Stored data entries
//! Configuration for a menu extraction run.
//!
//! All behaviour is controlled through [`ExtractionConfig`], built via its
//! [`ExtractionConfigBuilder`]. Keeping every knob in one struct makes it
//! trivial to construct stub configurations in tests and to see, in one
//! place, everything that can change between two runs.
//!
//! No pipeline stage reads the environment or any other ambient state — the
//! CLI resolves `API_KEY`, `MODEL_NAME`, `OUTPUT_DIR`, `TEMPERATURE` and
//! `MAX_TOKENS` once at startup and threads the resulting value through every
//! component.

use crate::error::MenuExtractError;
use crate::llm::CompletionBackend;
use std::fmt;
use std::path::PathBuf;
use std::sync::Arc;

/// Default chat-completions endpoint (Groq; any OpenAI-compatible server works).
pub const DEFAULT_API_BASE_URL: &str = "https://api.groq.com/openai";

/// Default extraction model.
pub const DEFAULT_MODEL: &str = "meta-llama/llama-4-maverick-17b-128e-instruct";

/// Configuration for a menu extraction run.
///
/// Built via [`ExtractionConfig::builder()`] or [`ExtractionConfig::default()`].
///
/// # Example
/// ```rust
/// use menu2json::ExtractionConfig;
///
/// let config = ExtractionConfig::builder()
///     .api_key("gsk-...")
///     .model("llama-3.3-70b-versatile")
///     .temperature(0.0)
///     .build()
///     .unwrap();
/// ```
#[derive(Clone)]
pub struct ExtractionConfig {
    /// Credential for the completion service. Required unless a pre-built
    /// [`CompletionBackend`] is injected via `backend`.
    pub api_key: Option<String>,

    /// Base URL of the OpenAI-compatible API. Default: Groq.
    pub api_base_url: String,

    /// Model identifier passed through verbatim to the API and recorded in
    /// the result metadata.
    pub model: String,

    /// Pre-constructed completion backend. Takes precedence over
    /// `api_key`/`api_base_url`; this is the seam tests use to script
    /// deterministic replies without a network.
    pub backend: Option<Arc<dyn CompletionBackend>>,

    /// Sampling temperature. Default: 0.1.
    ///
    /// Extraction is transcription, not creative writing — low temperature
    /// keeps the model faithful to the source values.
    pub temperature: f32,

    /// Maximum tokens the model may generate. Default: 4096.
    ///
    /// Dense multi-page menus can exceed 2 000 output tokens; setting this
    /// too low truncates the JSON mid-object and forces a repair round-trip.
    pub max_tokens: u32,

    /// Maximum attempts for a completion request on transient failure.
    /// Default: 3. Fatal errors (auth, malformed request) are never retried.
    pub max_retries: u32,

    /// Initial retry delay in milliseconds, doubling per attempt.
    /// Default: 500 (500 ms → 1 s → 2 s).
    pub retry_backoff_ms: u64,

    /// Per-request timeout in seconds for the completion call. Default: 60.
    pub api_timeout_secs: u64,

    /// Tesseract language code for optical extraction. Default: "eng".
    pub ocr_language: String,

    /// Maximum rendered dimension (px) when rasterising PDF pages for OCR.
    /// Default: 2000. Caps memory regardless of page size.
    pub ocr_max_pixels: u32,

    /// Minimum non-whitespace characters for a PDF text layer to count as
    /// usable. Default: 32. Below this, the acquirer falls back to OCR —
    /// a handful of stray glyphs is a scanner artefact, not a menu.
    pub min_text_layer_chars: usize,

    /// Character cap on the extracted text embedded in the user prompt.
    /// Default: 60 000. A token-budget knob, not a correctness requirement.
    pub max_prompt_chars: usize,

    /// Destination directory for the output JSON. Default: the input file's
    /// directory. Created if absent.
    pub output_dir: Option<PathBuf>,

    /// Custom system prompt. If None, uses the built-in default.
    pub system_prompt: Option<String>,
}

impl Default for ExtractionConfig {
    fn default() -> Self {
        Self {
            api_key: None,
            api_base_url: DEFAULT_API_BASE_URL.to_string(),
            model: DEFAULT_MODEL.to_string(),
            backend: None,
            temperature: 0.1,
            max_tokens: 4096,
            max_retries: 3,
            retry_backoff_ms: 500,
            api_timeout_secs: 60,
            ocr_language: "eng".to_string(),
            ocr_max_pixels: 2000,
            min_text_layer_chars: 32,
            max_prompt_chars: 60_000,
            output_dir: None,
            system_prompt: None,
        }
    }
}

impl fmt::Debug for ExtractionConfig {
    fn fmt(&self, f: &mut fmt::Formatter<'_>) -> fmt::Result {
        f.debug_struct("ExtractionConfig")
            .field("api_key", &self.api_key.as_ref().map(|_| "<redacted>"))
            .field("api_base_url", &self.api_base_url)
            .field("model", &self.model)
            .field("backend", &self.backend.as_ref().map(|_| "<dyn CompletionBackend>"))
            .field("temperature", &self.temperature)
            .field("max_tokens", &self.max_tokens)
            .field("max_retries", &self.max_retries)
            .field("retry_backoff_ms", &self.retry_backoff_ms)
            .field("api_timeout_secs", &self.api_timeout_secs)
            .field("ocr_language", &self.ocr_language)
            .field("ocr_max_pixels", &self.ocr_max_pixels)
            .field("min_text_layer_chars", &self.min_text_layer_chars)
            .field("max_prompt_chars", &self.max_prompt_chars)
            .field("output_dir", &self.output_dir)
            .field("system_prompt", &self.system_prompt)
            .finish()
    }
}

impl ExtractionConfig {
    /// Create a new builder for `ExtractionConfig`.
    pub fn builder() -> ExtractionConfigBuilder {
        ExtractionConfigBuilder {
            config: Self::default(),
        }
    }
}

/// Builder for [`ExtractionConfig`].
#[derive(Debug)]
pub struct ExtractionConfigBuilder {
    config: ExtractionConfig,
}

impl ExtractionConfigBuilder {
    pub fn api_key(mut self, key: impl Into<String>) -> Self {
        self.config.api_key = Some(key.into());
        self
    }

    pub fn api_base_url(mut self, url: impl Into<String>) -> Self {
        self.config.api_base_url = url.into();
        self
    }

    pub fn model(mut self, model: impl Into<String>) -> Self {
        self.config.model = model.into();
        self
    }

    pub fn backend(mut self, backend: Arc<dyn CompletionBackend>) -> Self {
        self.config.backend = Some(backend);
        self
    }

    pub fn temperature(mut self, t: f32) -> Self {
        self.config.temperature = t.clamp(0.0, 2.0);
        self
    }

    pub fn max_tokens(mut self, n: u32) -> Self {
        self.config.max_tokens = n;
        self
    }

    pub fn max_retries(mut self, n: u32) -> Self {
        self.config.max_retries = n;
        self
    }

    pub fn retry_backoff_ms(mut self, ms: u64) -> Self {
        self.config.retry_backoff_ms = ms;
        self
    }

    pub fn api_timeout_secs(mut self, secs: u64) -> Self {
        self.config.api_timeout_secs = secs;
        self
    }

    pub fn ocr_language(mut self, lang: impl Into<String>) -> Self {
        self.config.ocr_language = lang.into();
        self
    }

    pub fn ocr_max_pixels(mut self, px: u32) -> Self {
        self.config.ocr_max_pixels = px.max(100);
        self
    }

    pub fn min_text_layer_chars(mut self, n: usize) -> Self {
        self.config.min_text_layer_chars = n;
        self
    }

    pub fn max_prompt_chars(mut self, n: usize) -> Self {
        self.config.max_prompt_chars = n;
        self
    }

    pub fn output_dir(mut self, dir: impl Into<PathBuf>) -> Self {
        self.config.output_dir = Some(dir.into());
        self
    }

    pub fn system_prompt(mut self, prompt: impl Into<String>) -> Self {
        self.config.system_prompt = Some(prompt.into());
        self
    }

    /// Build the configuration, validating constraints.
    pub fn build(self) -> Result<ExtractionConfig, MenuExtractError> {
        let c = &self.config;
        if c.model.trim().is_empty() {
            return Err(MenuExtractError::InvalidConfig(
                "model id must not be empty".into(),
            ));
        }
        if c.max_tokens == 0 {
            return Err(MenuExtractError::InvalidConfig(
                "max_tokens must be ≥ 1".into(),
            ));
        }
        if c.max_retries == 0 {
            return Err(MenuExtractError::InvalidConfig(
                "max_retries must be ≥ 1 (the first attempt counts)".into(),
            ));
        }
        if c.max_prompt_chars < 256 {
            return Err(MenuExtractError::InvalidConfig(format!(
                "max_prompt_chars must be ≥ 256, got {}",
                c.max_prompt_chars
            )));
        }
        Ok(self.config)
    }
}

#[cfg(test)]
mod tests {
    use super::*;

    #[test]
    fn defaults_match_documented_values() {
        let c = ExtractionConfig::default();
        assert_eq!(c.temperature, 0.1);
        assert_eq!(c.max_tokens, 4096);
        assert_eq!(c.max_retries, 3);
        assert_eq!(c.min_text_layer_chars, 32);
        assert_eq!(c.model, DEFAULT_MODEL);
    }

    #[test]
    fn temperature_is_clamped() {
        let c = ExtractionConfig::builder().temperature(9.0).build().unwrap();
        assert_eq!(c.temperature, 2.0);
        let c = ExtractionConfig::builder().temperature(-1.0).build().unwrap();
        assert_eq!(c.temperature, 0.0);
    }

    #[test]
    fn empty_model_is_rejected() {
        let err = ExtractionConfig::builder().model("  ").build();
        assert!(matches!(err, Err(MenuExtractError::InvalidConfig(_))));
    }

    #[test]
    fn zero_retries_is_rejected() {
        let err = ExtractionConfig::builder().max_retries(0).build();
        assert!(matches!(err, Err(MenuExtractError::InvalidConfig(_))));
    }

    #[test]
    fn debug_redacts_api_key() {
        let c = ExtractionConfig::builder().api_key("secret").build().unwrap();
        let dbg = format!("{:?}", c);
        assert!(!dbg.contains("secret"));
        assert!(dbg.contains("redacted"));
    }

    #[test]
    fn debug_shows_system_prompt() {
        let c = ExtractionConfig::builder()
            .system_prompt("custom rules")
            .build()
            .unwrap();
        assert!(format!("{c:?}").contains("custom rules"));
    }
}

> _Assigned task_
A complete answer gives every line of the records holding "knob".

> _Result of the task_
//! [`ExtractionConfigBuilder`]. Keeping every knob in one struct makes it
    /// Default: 60 000. A token-budget knob, not a correctness requirement.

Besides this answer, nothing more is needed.